Your answer must hold only the lines below from the line containing "placement overlaps with" through the line containing "with other coordinates.", each reproduced exactly.
===== Data for the task =====
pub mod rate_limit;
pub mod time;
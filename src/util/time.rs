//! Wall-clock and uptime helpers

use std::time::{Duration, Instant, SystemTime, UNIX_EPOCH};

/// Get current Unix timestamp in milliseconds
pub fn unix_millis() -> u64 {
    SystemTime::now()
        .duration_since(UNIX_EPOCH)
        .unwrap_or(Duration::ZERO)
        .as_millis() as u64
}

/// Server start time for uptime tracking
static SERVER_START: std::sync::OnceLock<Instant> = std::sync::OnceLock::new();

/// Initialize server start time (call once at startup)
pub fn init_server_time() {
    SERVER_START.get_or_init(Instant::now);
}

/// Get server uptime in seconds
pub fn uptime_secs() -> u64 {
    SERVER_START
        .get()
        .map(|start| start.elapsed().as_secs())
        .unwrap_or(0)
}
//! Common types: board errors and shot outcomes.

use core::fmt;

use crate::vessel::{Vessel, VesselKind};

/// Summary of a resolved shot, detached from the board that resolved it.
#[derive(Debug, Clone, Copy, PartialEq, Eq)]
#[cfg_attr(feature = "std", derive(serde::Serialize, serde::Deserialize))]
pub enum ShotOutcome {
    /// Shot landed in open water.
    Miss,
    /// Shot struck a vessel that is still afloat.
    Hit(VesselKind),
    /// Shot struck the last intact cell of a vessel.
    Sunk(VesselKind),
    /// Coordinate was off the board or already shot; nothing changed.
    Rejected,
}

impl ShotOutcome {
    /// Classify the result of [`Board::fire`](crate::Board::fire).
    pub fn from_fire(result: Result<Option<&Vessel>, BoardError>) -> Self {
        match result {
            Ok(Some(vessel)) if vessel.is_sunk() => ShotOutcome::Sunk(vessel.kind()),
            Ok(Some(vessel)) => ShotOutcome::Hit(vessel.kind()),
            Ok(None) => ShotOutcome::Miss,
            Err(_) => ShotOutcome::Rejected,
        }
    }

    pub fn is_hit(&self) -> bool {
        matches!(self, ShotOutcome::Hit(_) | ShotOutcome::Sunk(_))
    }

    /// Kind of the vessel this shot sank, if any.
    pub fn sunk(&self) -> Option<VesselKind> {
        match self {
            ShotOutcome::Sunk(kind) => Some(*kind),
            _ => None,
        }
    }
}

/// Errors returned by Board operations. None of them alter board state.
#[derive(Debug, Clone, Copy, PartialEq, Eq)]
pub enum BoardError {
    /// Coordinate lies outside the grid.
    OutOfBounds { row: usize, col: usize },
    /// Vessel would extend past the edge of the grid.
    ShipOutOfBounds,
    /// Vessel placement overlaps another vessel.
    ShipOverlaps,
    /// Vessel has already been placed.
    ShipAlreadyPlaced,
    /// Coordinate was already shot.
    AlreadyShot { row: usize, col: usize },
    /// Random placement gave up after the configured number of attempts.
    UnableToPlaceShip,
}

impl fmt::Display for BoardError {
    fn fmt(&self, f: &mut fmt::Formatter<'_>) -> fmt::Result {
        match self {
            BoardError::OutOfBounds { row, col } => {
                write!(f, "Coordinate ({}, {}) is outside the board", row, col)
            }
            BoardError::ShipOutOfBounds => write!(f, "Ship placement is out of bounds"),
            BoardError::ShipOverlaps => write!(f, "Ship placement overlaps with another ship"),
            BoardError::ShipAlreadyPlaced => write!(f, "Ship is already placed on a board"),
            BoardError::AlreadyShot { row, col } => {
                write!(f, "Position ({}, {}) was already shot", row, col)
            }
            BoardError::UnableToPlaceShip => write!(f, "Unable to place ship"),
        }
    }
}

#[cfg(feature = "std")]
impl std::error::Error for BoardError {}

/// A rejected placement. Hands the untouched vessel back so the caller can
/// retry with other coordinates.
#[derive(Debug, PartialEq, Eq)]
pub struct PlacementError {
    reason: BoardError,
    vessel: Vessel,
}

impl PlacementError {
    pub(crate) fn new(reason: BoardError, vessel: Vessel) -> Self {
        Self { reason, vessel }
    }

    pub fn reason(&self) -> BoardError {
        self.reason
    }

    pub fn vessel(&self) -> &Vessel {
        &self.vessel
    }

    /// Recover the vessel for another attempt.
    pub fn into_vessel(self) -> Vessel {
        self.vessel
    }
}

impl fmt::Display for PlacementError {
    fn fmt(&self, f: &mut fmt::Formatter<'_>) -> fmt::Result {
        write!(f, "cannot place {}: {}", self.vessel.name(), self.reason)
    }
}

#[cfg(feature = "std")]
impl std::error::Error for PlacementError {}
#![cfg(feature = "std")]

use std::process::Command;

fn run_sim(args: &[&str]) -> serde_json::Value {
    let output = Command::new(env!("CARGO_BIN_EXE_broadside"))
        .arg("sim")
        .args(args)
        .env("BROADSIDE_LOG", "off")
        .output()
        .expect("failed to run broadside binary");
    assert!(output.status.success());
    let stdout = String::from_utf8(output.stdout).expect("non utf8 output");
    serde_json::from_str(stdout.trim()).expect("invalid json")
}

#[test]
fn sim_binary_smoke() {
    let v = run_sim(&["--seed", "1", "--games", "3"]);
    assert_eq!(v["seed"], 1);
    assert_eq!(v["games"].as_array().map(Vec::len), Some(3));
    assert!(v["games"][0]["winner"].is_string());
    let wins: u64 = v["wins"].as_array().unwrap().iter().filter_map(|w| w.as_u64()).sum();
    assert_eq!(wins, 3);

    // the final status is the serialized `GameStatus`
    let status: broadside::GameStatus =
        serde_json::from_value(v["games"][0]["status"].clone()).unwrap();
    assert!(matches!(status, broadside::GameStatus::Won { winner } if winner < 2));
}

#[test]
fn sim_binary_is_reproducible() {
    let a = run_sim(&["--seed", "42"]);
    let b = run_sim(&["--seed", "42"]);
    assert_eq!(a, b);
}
=====
===== Data for the task =====
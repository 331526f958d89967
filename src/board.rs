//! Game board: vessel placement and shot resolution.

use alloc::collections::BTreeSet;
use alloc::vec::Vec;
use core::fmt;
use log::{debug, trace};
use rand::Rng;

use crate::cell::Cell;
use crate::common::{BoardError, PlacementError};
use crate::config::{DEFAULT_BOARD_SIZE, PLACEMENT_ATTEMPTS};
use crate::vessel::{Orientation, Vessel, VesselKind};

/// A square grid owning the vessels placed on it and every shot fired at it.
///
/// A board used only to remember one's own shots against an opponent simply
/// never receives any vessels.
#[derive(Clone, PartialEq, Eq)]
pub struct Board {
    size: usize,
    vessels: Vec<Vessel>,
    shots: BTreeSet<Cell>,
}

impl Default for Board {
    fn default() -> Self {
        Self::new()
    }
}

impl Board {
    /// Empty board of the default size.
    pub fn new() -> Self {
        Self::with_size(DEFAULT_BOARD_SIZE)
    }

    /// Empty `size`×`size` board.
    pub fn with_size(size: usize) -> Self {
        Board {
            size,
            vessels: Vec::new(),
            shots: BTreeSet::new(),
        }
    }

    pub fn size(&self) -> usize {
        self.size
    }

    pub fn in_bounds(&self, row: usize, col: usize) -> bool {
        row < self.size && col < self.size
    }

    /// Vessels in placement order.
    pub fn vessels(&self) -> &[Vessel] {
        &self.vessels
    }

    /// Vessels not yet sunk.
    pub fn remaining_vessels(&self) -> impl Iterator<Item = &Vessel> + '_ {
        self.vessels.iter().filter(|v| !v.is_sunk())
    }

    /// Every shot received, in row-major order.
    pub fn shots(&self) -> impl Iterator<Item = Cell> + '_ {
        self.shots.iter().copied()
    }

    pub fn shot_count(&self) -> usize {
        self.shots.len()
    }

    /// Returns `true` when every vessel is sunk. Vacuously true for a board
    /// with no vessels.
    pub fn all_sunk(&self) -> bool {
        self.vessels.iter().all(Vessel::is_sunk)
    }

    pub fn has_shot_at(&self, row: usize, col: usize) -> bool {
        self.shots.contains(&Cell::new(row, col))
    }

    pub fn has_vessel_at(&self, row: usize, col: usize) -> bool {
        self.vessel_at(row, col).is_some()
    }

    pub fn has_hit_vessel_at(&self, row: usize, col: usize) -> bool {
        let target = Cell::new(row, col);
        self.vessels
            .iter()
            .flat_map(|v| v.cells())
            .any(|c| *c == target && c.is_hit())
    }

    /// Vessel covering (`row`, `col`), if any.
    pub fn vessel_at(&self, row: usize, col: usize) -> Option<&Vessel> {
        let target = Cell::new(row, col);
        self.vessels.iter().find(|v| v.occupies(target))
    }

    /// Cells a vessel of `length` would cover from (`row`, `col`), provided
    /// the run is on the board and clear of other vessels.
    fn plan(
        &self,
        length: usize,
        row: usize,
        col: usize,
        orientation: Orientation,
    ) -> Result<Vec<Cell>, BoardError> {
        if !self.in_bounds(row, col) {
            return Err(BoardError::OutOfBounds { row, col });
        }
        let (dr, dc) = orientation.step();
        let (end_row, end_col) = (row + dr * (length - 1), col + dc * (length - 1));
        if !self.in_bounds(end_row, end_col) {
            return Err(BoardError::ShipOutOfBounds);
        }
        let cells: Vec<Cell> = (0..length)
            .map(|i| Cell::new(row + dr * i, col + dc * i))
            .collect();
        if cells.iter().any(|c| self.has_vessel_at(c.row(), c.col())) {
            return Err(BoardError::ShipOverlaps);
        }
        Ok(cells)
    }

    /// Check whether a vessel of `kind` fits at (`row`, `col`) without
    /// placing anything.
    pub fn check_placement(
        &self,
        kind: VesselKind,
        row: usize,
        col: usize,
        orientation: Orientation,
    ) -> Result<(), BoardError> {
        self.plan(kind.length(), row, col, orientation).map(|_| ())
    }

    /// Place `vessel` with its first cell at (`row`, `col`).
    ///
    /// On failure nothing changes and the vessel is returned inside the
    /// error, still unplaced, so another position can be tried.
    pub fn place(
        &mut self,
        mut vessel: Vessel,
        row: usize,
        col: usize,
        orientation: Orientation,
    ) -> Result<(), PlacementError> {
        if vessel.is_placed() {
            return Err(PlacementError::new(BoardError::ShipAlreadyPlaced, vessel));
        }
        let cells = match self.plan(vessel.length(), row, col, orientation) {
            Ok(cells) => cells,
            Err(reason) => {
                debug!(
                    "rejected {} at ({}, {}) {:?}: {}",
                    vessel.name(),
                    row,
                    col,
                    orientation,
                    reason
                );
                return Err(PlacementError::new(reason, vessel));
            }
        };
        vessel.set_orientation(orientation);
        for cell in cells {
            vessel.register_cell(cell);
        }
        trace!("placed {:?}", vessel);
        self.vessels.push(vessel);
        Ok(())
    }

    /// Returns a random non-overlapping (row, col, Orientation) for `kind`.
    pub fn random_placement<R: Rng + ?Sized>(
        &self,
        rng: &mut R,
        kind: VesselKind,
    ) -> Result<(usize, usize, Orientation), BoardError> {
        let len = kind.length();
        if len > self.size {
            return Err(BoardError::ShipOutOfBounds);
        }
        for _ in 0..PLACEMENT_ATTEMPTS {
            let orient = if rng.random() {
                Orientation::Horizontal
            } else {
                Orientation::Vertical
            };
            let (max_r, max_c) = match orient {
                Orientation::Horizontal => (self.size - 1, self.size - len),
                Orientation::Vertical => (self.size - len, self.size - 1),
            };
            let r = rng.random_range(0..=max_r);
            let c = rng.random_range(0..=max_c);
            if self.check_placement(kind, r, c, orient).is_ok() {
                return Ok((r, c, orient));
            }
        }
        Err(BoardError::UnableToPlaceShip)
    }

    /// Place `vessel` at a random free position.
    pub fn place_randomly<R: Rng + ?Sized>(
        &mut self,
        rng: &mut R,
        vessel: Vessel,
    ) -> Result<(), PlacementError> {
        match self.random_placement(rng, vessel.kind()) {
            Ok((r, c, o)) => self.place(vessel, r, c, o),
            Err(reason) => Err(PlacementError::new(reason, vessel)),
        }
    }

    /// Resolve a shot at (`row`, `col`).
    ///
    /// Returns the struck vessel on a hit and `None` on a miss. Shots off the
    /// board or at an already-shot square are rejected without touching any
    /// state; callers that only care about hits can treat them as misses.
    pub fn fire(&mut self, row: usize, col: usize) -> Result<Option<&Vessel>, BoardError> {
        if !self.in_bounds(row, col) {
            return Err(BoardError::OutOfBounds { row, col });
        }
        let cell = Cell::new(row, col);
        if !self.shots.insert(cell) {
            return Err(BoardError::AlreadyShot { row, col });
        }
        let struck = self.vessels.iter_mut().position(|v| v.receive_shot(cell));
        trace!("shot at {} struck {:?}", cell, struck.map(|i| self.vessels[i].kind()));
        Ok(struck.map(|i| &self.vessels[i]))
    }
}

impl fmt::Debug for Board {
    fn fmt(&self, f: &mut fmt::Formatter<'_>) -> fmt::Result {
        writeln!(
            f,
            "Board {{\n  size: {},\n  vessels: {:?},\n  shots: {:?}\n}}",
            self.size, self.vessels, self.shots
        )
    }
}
=====
===== Data for the task =====
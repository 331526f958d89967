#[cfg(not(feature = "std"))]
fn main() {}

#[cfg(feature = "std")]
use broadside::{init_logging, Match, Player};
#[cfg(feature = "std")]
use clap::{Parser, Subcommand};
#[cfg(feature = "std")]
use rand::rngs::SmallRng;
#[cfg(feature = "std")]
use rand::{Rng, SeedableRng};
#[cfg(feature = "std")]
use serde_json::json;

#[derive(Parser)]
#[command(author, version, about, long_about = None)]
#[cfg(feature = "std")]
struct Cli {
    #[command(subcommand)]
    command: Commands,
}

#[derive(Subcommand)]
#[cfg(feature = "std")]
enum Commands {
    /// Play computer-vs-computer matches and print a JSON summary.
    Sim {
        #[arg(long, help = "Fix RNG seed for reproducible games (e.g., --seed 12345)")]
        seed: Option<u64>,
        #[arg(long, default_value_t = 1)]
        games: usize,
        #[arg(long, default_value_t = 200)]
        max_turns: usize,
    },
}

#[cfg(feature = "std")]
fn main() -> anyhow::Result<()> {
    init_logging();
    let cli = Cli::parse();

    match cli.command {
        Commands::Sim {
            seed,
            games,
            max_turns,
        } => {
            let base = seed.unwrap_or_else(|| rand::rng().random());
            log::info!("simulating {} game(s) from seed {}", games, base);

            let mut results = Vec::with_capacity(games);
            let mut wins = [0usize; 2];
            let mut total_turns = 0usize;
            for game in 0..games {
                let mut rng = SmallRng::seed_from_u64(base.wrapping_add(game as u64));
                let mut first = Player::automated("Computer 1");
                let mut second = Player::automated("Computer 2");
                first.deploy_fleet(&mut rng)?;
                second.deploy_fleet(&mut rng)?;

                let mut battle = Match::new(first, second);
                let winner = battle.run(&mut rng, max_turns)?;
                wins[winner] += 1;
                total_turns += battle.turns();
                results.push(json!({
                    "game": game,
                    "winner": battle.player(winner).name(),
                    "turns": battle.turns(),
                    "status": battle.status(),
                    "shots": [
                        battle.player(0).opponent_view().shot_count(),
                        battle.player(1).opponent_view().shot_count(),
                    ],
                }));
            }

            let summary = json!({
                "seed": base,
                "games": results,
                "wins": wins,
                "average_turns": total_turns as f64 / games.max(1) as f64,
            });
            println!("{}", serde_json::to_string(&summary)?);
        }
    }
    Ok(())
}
=====
Result below =>
            BoardError::ShipOverlaps => write!(f, "Ship placement overlaps with another ship"),
            BoardError::ShipAlreadyPlaced => write!(f, "Ship is already placed on a board"),
            BoardError::AlreadyShot { row, col } => {
                write!(f, "Position ({}, {}) was already shot", row, col)
            }
            BoardError::UnableToPlaceShip => write!(f, "Unable to place ship"),
        }
    }
}

#[cfg(feature = "std")]
impl std::error::Error for BoardError {}

/// A rejected placement. Hands the untouched vessel back so the caller can
/// retry with other coordinates.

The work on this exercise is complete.